Representing two “hockey crazy” towns, the Islanders continue to grow as a team, as does their following in both Alexandria Bay and Clayton.

“For years, Thousand Islands and Alexandria Bay have been rivals,” Islanders coach Joe Eppolito said. “It has been fierce over the years and over the course of the past five or six years, there’s still a good nucleus of diehard people in both communities that still live and die by the colors of both schools.

“I think cooler heads are starting to prevail and the river communities are starting to embrace this team.”

The hockey team remains the only athletic merger between the two schools, which continue their rivalry against each other in other sports.

“I figured it was going to have to happen at some point,” Walti said. “Both T.I. and the Bay had low numbers, so this was the right move so we both could be competitive again.”

“It used to be really intense,” Dier said of the rivalry. “I was never on a team when it was really bad to the point where there was pure hatred between each other, but it was still a good rivalry.”

The Islanders sport the colors of both schools — Alexandria’s purple and white — and the gold and blue of Thousand Islands.

The team isn’t playing any favorites, either, as the Islanders, who also partner with General Brown and LaFargeville, play half their games at Alexandria Bay Ice Arena, and the balance of their schedule at the Clayton Recreation Park Arena.

“The kids have actually played together in minor hockey for a number of seasons,” Eppolito said. “So even though some of them competed against each other when the rivalry still existed on the ice, this has evolved into a camaraderie, so this is all pretty positive.”

Most recently, the Islanders battled to a tie through overtime with Hilton in the consolation game of the Islanders holiday tournament last Saturday, with the opposition prevailing in a shootout.

A collaborative effort in hockey isn’t anything new in the north country, as Immaculate Heart Central and Ontario Bay, who compete in Section 3, both sport rosters from several different schools.
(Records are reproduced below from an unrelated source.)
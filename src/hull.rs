//! Convex hull construction and inward shrink-reduction.
//!
//! The original computes hulls with a hand-rolled QuickHull
//! (`getConvexHull` in `voxels.cpp`'s neighbourhood); we use `parry3d`'s
//! maintained QuickHull implementation instead (grounded via the
//! `ncollide`-derived stack seen elsewhere in the retrieval pack) and
//! port the original's hull-reduction and pyramid-volume-sum estimators
//! on top of its output.

use crate::error::CoreError;
use crate::geometry::{pyramid_volume, Point3};

/// A convex hull as a triangle soup: `vertices[indices[3i..3i+3]]` gives
/// triangle `i`.
#[derive(Debug, Clone)]
pub struct ConvexHull {
    pub vertices: Vec<Point3>,
    pub indices: Vec<[u32; 3]>,
}

impl ConvexHull {
    /// Builds the convex hull of `points`. Requires at least 4
    /// non-coplanar points.
    pub fn build(points: &[Point3]) -> Result<Self, CoreError> {
        if points.len() < 4 {
            return Err(CoreError::InsufficientPoints { have: points.len(), need: 4 });
        }

        let pts: Vec<parry3d::na::Point3<f32>> =
            points.iter().map(|p| parry3d::na::Point3::new(p.x, p.y, p.z)).collect();

        let (verts, idxs) = parry3d::transformation::convex_hull(&pts);
        if verts.len() < 4 {
            return Err(CoreError::DegenerateInput(
                "point set is coplanar or otherwise degenerate; no 3D hull exists".into(),
            ));
        }

        Ok(ConvexHull {
            vertices: verts.iter().map(|v| Point3::new(v.x, v.y, v.z)).collect(),
            indices: idxs,
        })
    }

    /// Hull volume via the sum of tetrahedron volumes from an interior
    /// apex (the vertex centroid) to each face, matching the original's
    /// `Voxels::getHullVolume` strategy.
    pub fn volume(&self) -> f32 {
        let apex = self.vertex_centroid();
        self.indices
            .iter()
            .map(|idx| {
                let a = self.vertices[idx[0] as usize];
                let b = self.vertices[idx[1] as usize];
                let c = self.vertices[idx[2] as usize];
                pyramid_volume(apex, a, b, c)
            })
            .sum()
    }

    fn vertex_centroid(&self) -> Point3 {
        let n = self.vertices.len() as f32;
        let sum = self.vertices.iter().fold(Point3::splat(0.0), |acc, &p| acc + p);
        sum / n
    }

    /// Mass-weighted centroid, mass = per-facet pyramid volume (apex at
    /// the vertex centroid), used by [`ConvexHull::shrink`]'s
    /// surface-exclusion scaling (spec.md §4.3). Falls back to the
    /// vertex centroid if the hull's total volume is degenerate.
    pub fn centroid(&self) -> Point3 {
        let apex = self.vertex_centroid();
        let mut weighted = Point3::splat(0.0);
        let mut total_volume = 0.0f32;
        for idx in &self.indices {
            let a = self.vertices[idx[0] as usize];
            let b = self.vertices[idx[1] as usize];
            let c = self.vertices[idx[2] as usize];
            let vol = pyramid_volume(apex, a, b, c);
            let facet_centroid = (apex + a + b + c) / 4.0;
            weighted = weighted + facet_centroid * vol;
            total_volume += vol;
        }
        if total_volume <= 0.0 {
            apex
        } else {
            weighted / total_volume
        }
    }

    /// Shrinks the hull inward by scaling every vertex toward the
    /// centroid by `scale` (in `(0, 1]`), used by the RDF engine's
    /// surface-exclusion mode (§4.3) to approximate "points further than
    /// `d` from the surface" without an exact offset-surface computation,
    /// mirroring the original's `reduce` approach of scaling the hull
    /// about its centroid by a volume-derived factor.
    pub fn shrink(&self, scale: f32) -> Result<ConvexHull, CoreError> {
        if !(scale > 0.0 && scale <= 1.0) {
            return Err(CoreError::DegenerateInput(format!(
                "hull shrink scale must be in (0, 1], got {scale}"
            )));
        }
        let centroid = self.centroid();
        let vertices = self
            .vertices
            .iter()
            .map(|&v| centroid + (v - centroid) * scale)
            .collect();
        Ok(ConvexHull { vertices, indices: self.indices.clone() })
    }

    /// Point-in-hull test via the sign of each face's plane equation.
    /// Assumes outward-wound triangles, as `parry3d::transformation::convex_hull`
    /// produces.
    pub fn contains(&self, p: &Point3) -> bool {
        for idx in &self.indices {
            let a = self.vertices[idx[0] as usize];
            let b = self.vertices[idx[1] as usize];
            let c = self.vertices[idx[2] as usize];
            let normal = (b - a).cross(&(c - a));
            if normal.dot(&(*p - a)) > 0.0 {
                return false;
            }
        }
        true
    }

    /// Distance from `scale` for a shrink that reduces hull volume by the
    /// given absolute margin `d`, approximated as a uniform linear scale
    /// under the assumption the hull is roughly convex-regular: since
    /// volume scales with the cube of a linear factor, the original's
    /// depth-based exclusion is approximated as `scale = 1 - d / r_eff`,
    /// where `r_eff` is the hull's effective radius (cube root of
    /// `3 * volume / (4 * pi)`).
    pub fn shrink_scale_for_margin(&self, d: f32) -> Result<f32, CoreError> {
        let vol = self.volume();
        if vol <= 0.0 {
            return Err(CoreError::DegenerateInput("hull has non-positive volume".into()));
        }
        let r_eff = (3.0 * vol / (4.0 * std::f32::consts::PI)).cbrt();
        let scale = 1.0 - d / r_eff;
        if scale <= 0.0 {
            return Err(CoreError::DegenerateInput(format!(
                "surface-exclusion margin {d} exceeds hull's effective radius {r_eff}"
            )));
        }
        Ok(scale)
    }
}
Eppolito which said the Islanders were born primarily “because of financial reasons,” sees this as the wave of the future in scholastic hockey as school districts further combine their hockey teams.

“The first two seasons have been a challenge,” Eppolito said. “It’s always interesting to try and put players together that are coming from different communities and different sets of rules and guidelines. But we think it’s the right thing to do in looking down the road in order for us to build our program and to remain competitive, this is something we’re going to have to continue to do.”

Eppolito, a longtime head hockey coach at Thousand Islands, is joined by assistant coaches Chris Marshall, a former Alexandria head hockey coach, and Mike James, who has ties to both Alexandria and General Brown.

Both schools certainly have a history of success in hockey over the years, including a run by Thousand Islands to the Division II state title game in 2008. After the two teams combined, the Islanders moved up to Division I. But after a merger agreement with Carthage ended, the Islanders are in Division II this season.

“When the two teams combined, it definitely amped up the competition between friends at the same school,” Walti said. “Before it was just the two teams, but the first year there were so many kids competing for a spot on the team.”

Again skating in Section 10 after they reached the section Division I title game last year to complete a 10-11-1 campaign, the Islanders have been competitive this season as their past two regulation losses have been by one-goal margins.

“This was the right thing to do because we were having trouble hanging with teams like Massena and Potsdam,” Dier said. “We just didn’t have enough talent because of the low numbers and it was hard, but now things are getting better.”